Greenblatt touches on religion and theology more directly than ever in his new book, The Rise and Fall of Adam and Eve, a cultural study of how the story of Adam and Eve's fall from the garden has influenced Western culture. He will talk about the book at 7:30 p.m. Friday, Sept. 15, at the Free Library of Philadelphia's Parkway Central Library.

Several reviews of The Swerve took you to task for your critical comments about the effect religion has had on Western culture. Is the new book an attempt to explain your position on faith and theology?
Neither in my personal life nor in my writing am I "anti-religion." It is, I think, dishonest not to acknowledge the grief religion has caused, as well as the solace.  But surely such an acknowledgment is compatible with a religious outlook as well as an anti-religious one.

You describe the story of Adam and Eve as "this fiendish, Kafka-like little tale." Why read it so harshly? What is it about this myth that troubles you?
I meant that as a kind of compliment! I am a great lover of Kafka. The central problem is a prohibition that can only be faithfully observed if you know the difference between good and evil, the very thing that you are prohibited from knowing.

How do you approach a text such as the Genesis story of Adam and Eve, which is so far away from us historically and culturally?
It comes to us from far away, but it is not actually very distant.  There is a reason why the briefest line drawing in a cartoon immediately conjures up the story.

What's so significant about this story?
The story focuses on human moral responsibility, at the beginning of time, for everything that humans have to endure: physical labor, the oppression of women, the difficulty of surviving, mortality — even the fear of snakes!

Are you less interested in doing biblical exegesis than in studying the reception and use of the story through history?
My book has a large cast of characters, but it centers on a small number of figures — Augustine, Dürer, Milton — who changed the course of the story, altered its meaning, disrupted its reception.

And one of those figures, Augustine, emerges as a bit of an anti-hero, if not a villain, because of his literalism. Because he treated Genesis as if it were a real history, not a fable.
I am not particularly interested in designating anyone as hero or villain, but I am interested in the way in which my key figures — and Augustine is one of them — throw themselves body and soul into the interpretation and transmission of the Adam and Eve story.

Augustine's incredibly troubled  personal relationship with his sexuality contributed to the theology of original sin and the enduring link it has assumed with sex.
You cannot leave out Augustine's theology, of course, but you also cannot leave out his life: After all, he insisted precisely on the presence of both.

How do you rate the various contemporary attempts to divorce Adam from Eve and instead couple him with Lilith?
What interests me most are the misogynistic efforts to collapse Lilith, as it were, into Eve, to see Eve as the source of female intransigence, disobedience, independence, even murderousness.

Can we ever be rid of Adam and Eve?
If by "we," you mean in our generation, I think the answer is no.  Over thousands of years, who knows?

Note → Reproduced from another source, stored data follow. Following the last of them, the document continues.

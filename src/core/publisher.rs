/// Asset publisher: re-uploads extracted images to the object store
///
/// Works from what is actually on disk under `images/logos` and
/// `images/maps`. Each upload is independent; failures are collected and
/// the batch always runs to the end.

use futures::stream::{self, StreamExt};
use std::collections::HashMap;
use std::path::{Path, PathBuf};
use std::sync::Arc;
use tracing::{debug, info, warn};

use super::error::StoreError;
use super::manifest::AssetSlot;
use super::objects::ObjectStore;

/// Merged result of a publish run
#[derive(Debug, Default, Clone)]
pub struct PublishOutcome {
    /// archive-relative path -> new stable reference
    pub mapping: HashMap<String, String>,
    pub logos_uploaded: usize,
    pub maps_uploaded: usize,
    pub errors: Vec<String>,
}

impl PublishOutcome {
    /// Fold one finished upload into the outcome
    fn record(&mut self, upload: AssetUpload) {
        match upload.result {
            Ok(object_ref) => {
                match upload.slot {
                    AssetSlot::Logo => self.logos_uploaded += 1,
                    AssetSlot::Map => self.maps_uploaded += 1,
                }
                self.mapping.insert(upload.archive_path, object_ref);
            }
            Err(e) => {
                warn!(path = %upload.archive_path, error = %e, "Image upload failed");
                self.errors.push(format!(
                    "Failed to upload {} {}: {}",
                    upload.slot, upload.archive_path, e
                ));
            }
        }
    }

    pub fn uploaded(&self) -> usize {
        self.logos_uploaded + self.maps_uploaded
    }
}

/// One file waiting to be uploaded
#[derive(Debug, Clone)]
struct PendingAsset {
    slot: AssetSlot,
    archive_path: String,
    file: PathBuf,
}

/// One finished upload
struct AssetUpload {
    slot: AssetSlot,
    archive_path: String,
    result: Result<String, StoreError>,
}

pub struct AssetPublisher {
    objects: Arc<dyn ObjectStore>,
    concurrency: usize,
}

impl AssetPublisher {
    pub fn new(objects: Arc<dyn ObjectStore>, concurrency: usize) -> Self {
        Self {
            objects,
            concurrency: concurrency.max(1),
        }
    }

    /// Upload every image found in the extracted archive
    pub async fn publish(&self, scratch: &Path) -> PublishOutcome {
        let mut outcome = PublishOutcome::default();
        let mut pending = Vec::new();

        for slot in AssetSlot::ALL {
            match list_slot_files(scratch, slot).await {
                Ok(files) => pending.extend(files),
                Err(e) => outcome
                    .errors
                    .push(format!("Failed to read {} directory: {}", slot.archive_dir(), e)),
            }
        }

        info!(count = pending.len(), "Publishing archived images");

        let mut uploads = stream::iter(pending)
            .map(|asset| self.upload_one(asset))
            .buffer_unordered(self.concurrency);

        while let Some(upload) = uploads.next().await {
            outcome.record(upload);
        }

        outcome
    }

    async fn upload_one(&self, asset: PendingAsset) -> AssetUpload {
        let content_type = mime_guess::from_path(&asset.file).first_or_octet_stream();

        let result = async {
            let target = self.objects.request_upload_target().await?;
            self.objects
                .upload(&target, &asset.file, content_type.as_ref())
                .await?;
            Ok::<_, StoreError>(target.object_ref)
        }
        .await;

        if let Ok(object_ref) = &result {
            debug!(path = %asset.archive_path, object_ref = %object_ref, "Image uploaded");
        }

        AssetUpload {
            slot: asset.slot,
            archive_path: asset.archive_path,
            result,
        }
    }
}

/// Regular files directly inside a slot directory. A missing directory is empty.
async fn list_slot_files(scratch: &Path, slot: AssetSlot) -> std::io::Result<Vec<PendingAsset>> {
    let dir = scratch.join(slot.archive_dir());
    let mut read_dir = match tokio::fs::read_dir(&dir).await {
        Ok(rd) => rd,
        Err(e) if e.kind() == std::io::ErrorKind::NotFound => return Ok(Vec::new()),
        Err(e) => return Err(e),
    };

    let mut files = Vec::new();
    while let Some(entry) = read_dir.next_entry().await? {
        if !entry.file_type().await?.is_file() {
            continue;
        }

        let Some(name) = entry.file_name().to_str().map(str::to_string) else {
            warn!(path = %entry.path().display(), "Skipping image with non UTF-8 name");
            continue;
        };

        files.push(PendingAsset {
            slot,
            archive_path: format!("{}/{}", slot.archive_dir(), name),
            file: entry.path(),
        });
    }

    // Stable order keeps logs readable; completion order still varies
    files.sort_by(|a, b| a.archive_path.cmp(&b.archive_path));
    Ok(files)
}

#[cfg(test)]
mod tests {
    use super::*;
    use crate::core::objects::{LocalObjectStore, MockObjectStore, UploadTarget};
    use std::sync::atomic::{AtomicUsize, Ordering};

    fn scratch_with_images(logos: &[&str], maps: &[&str]) -> tempfile::TempDir {
        let dir = tempfile::tempdir().unwrap();
        for (slot_dir, names) in [("images/logos", logos), ("images/maps", maps)] {
            std::fs::create_dir_all(dir.path().join(slot_dir)).unwrap();
            for name in names {
                std::fs::write(dir.path().join(slot_dir).join(name), name.as_bytes()).unwrap();
            }
        }
        dir
    }

    #[tokio::test]
    async fn test_publish_maps_every_file() {
        let scratch = scratch_with_images(&["s1.png", "s2.jpg"], &["s1.gif"]);
        let store_dir = tempfile::tempdir().unwrap();
        let publisher = AssetPublisher::new(Arc::new(LocalObjectStore::new(store_dir.path())), 2);

        let outcome = publisher.publish(scratch.path()).await;

        assert!(outcome.errors.is_empty(), "{:?}", outcome.errors);
        assert_eq!(outcome.logos_uploaded, 2);
        assert_eq!(outcome.maps_uploaded, 1);
        assert_eq!(outcome.mapping.len(), 3);
        assert!(outcome.mapping["images/logos/s1.png"].starts_with("/objects/uploads/"));
        assert!(outcome.mapping.contains_key("images/maps/s1.gif"));
    }

    #[tokio::test]
    async fn test_one_failure_does_not_stop_the_batch() {
        let scratch = scratch_with_images(&["a.png", "b.png", "c.png"], &[]);
        let counter = Arc::new(AtomicUsize::new(0));

        let mut objects = MockObjectStore::new();
        let issued = counter.clone();
        objects.expect_request_upload_target().returning(move || {
            let n = issued.fetch_add(1, Ordering::SeqCst);
            Ok(UploadTarget {
                upload_url: format!("https://storage.example/put/{}", n),
                object_ref: format!("/objects/uploads/{}", n),
            })
        });
        objects.expect_upload().returning(|_, source, _| {
            if source.ends_with("b.png") {
                Err(StoreError::Status {
                    status: 403,
                    url: "https://storage.example/put".to_string(),
                })
            } else {
                Ok(())
            }
        });

        let publisher = AssetPublisher::new(Arc::new(objects), 4);
        let outcome = publisher.publish(scratch.path()).await;

        assert_eq!(outcome.logos_uploaded, 2);
        assert_eq!(outcome.errors.len(), 1);
        assert!(outcome.errors[0].contains("images/logos/b.png"));
        assert!(!outcome.mapping.contains_key("images/logos/b.png"));
        assert_eq!(counter.load(Ordering::SeqCst), 3);
    }

    #[tokio::test]
    async fn test_target_request_failure_is_per_asset() {
        let scratch = scratch_with_images(&[], &["m.png"]);
        let mut objects = MockObjectStore::new();
        objects
            .expect_request_upload_target()
            .returning(|| Err(StoreError::Rejected("quota exceeded".to_string())));
        objects.expect_upload().never();

        let publisher = AssetPublisher::new(Arc::new(objects), 1);
        let outcome = publisher.publish(scratch.path()).await;

        assert_eq!(outcome.uploaded(), 0);
        assert_eq!(outcome.errors.len(), 1);
        assert!(outcome.errors[0].contains("quota exceeded"));
    }

    #[tokio::test]
    async fn test_missing_image_dirs_publish_nothing() {
        let scratch = tempfile::tempdir().unwrap();
        let publisher = AssetPublisher::new(Arc::new(MockObjectStore::new()), 1);

        let outcome = publisher.publish(scratch.path()).await;
        assert_eq!(outcome.uploaded(), 0);
        assert!(outcome.errors.is_empty());
    }
}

What's been easier to write: your early academic work, or the more recent work, which has become so popular with general readers?
The odd thing is that I don't feel them as enormously different, though you have to be alert to your audience. The key, I think, in writing for the educated general reader is to avoid the fatal mistake of talking down. I think that the books I have written for the general reader are as demanding and complex as those I have written for a strictly academic audience.  The biggest difference is that in my more recent work I have tried to tap into the power of narrative — that is, to tell a story.

Stephen Greenblatt: "The Rise and Fall of Adam and Eve." 7:30 p.m. Friday, Sept. 15, Free Library of Philadelphia's Central Library, 1901 Vine St. Tickets: $15. Information: 215-567-4341, freelibrary.org/authorevents.